* Directions: Hunt through the entries for the word "headless" and copy each line in which it appears.

* Materials provided:
::::::::

//! Output adapter boundary
//!
//!     Every output-tree mutation the engine performs goes through the [Dom]
//!     trait, so the whole rendering core runs unchanged against a real
//!     interactive surface or the headless [FakeDom](crate::fakedom::FakeDom)
//!     substitute. Backends hand out opaque [DomId] handles; the engine never
//!     holds node references of its own.

use std::fmt;

/// Handle to one node in an output backend.
#[derive(Debug, Clone, Copy, PartialEq, Eq, Hash)]
pub struct DomId(pub usize);

/// Failures reported by an output backend.
#[derive(Debug, Clone, PartialEq)]
pub enum DomError {
    /// The handle does not name a live node.
    NodeNotFound(DomId),
    /// An element-only operation was applied to a text node (or vice versa).
    NotAnElement(DomId),
    /// Backend-specific failure.
    Backend(String),
}

impl fmt::Display for DomError {
    fn fmt(&self, f: &mut fmt::Formatter<'_>) -> fmt::Result {
        match self {
            DomError::NodeNotFound(id) => write!(f, "no output node with id {}", id.0),
            DomError::NotAnElement(id) => {
                write!(f, "output node {} is not an element", id.0)
            }
            DomError::Backend(message) => write!(f, "output backend error: {}", message),
        }
    }
}

impl std::error::Error for DomError {}

/// Capability set of an output medium.
pub trait Dom {
    fn create_element(&mut self, tag: &str) -> Result<DomId, DomError>;
    fn create_element_ns(&mut self, namespace: &str, tag: &str) -> Result<DomId, DomError>;
    fn create_text_node(&mut self, text: &str) -> Result<DomId, DomError>;
    fn set_attribute(&mut self, node: DomId, name: &str, value: &str) -> Result<(), DomError>;
    fn set_text(&mut self, node: DomId, text: &str) -> Result<(), DomError>;
    /// Insert `node` under `parent`, before `next` (append when `None`).
    fn insert_before(
        &mut self,
        parent: DomId,
        node: DomId,
        next: Option<DomId>,
    ) -> Result<(), DomError>;
    /// Detach `node` (and its subtree) from the output tree.
    fn remove(&mut self, node: DomId) -> Result<(), DomError>;
    /// Whether this backend is a real interactive surface rather than a
    /// headless substitute.
    fn is_interactive(&self) -> bool;
}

::::::::

* Solution:
//!     interactive surface or the headless [FakeDom](crate::fakedom::FakeDom)
    /// headless substitute.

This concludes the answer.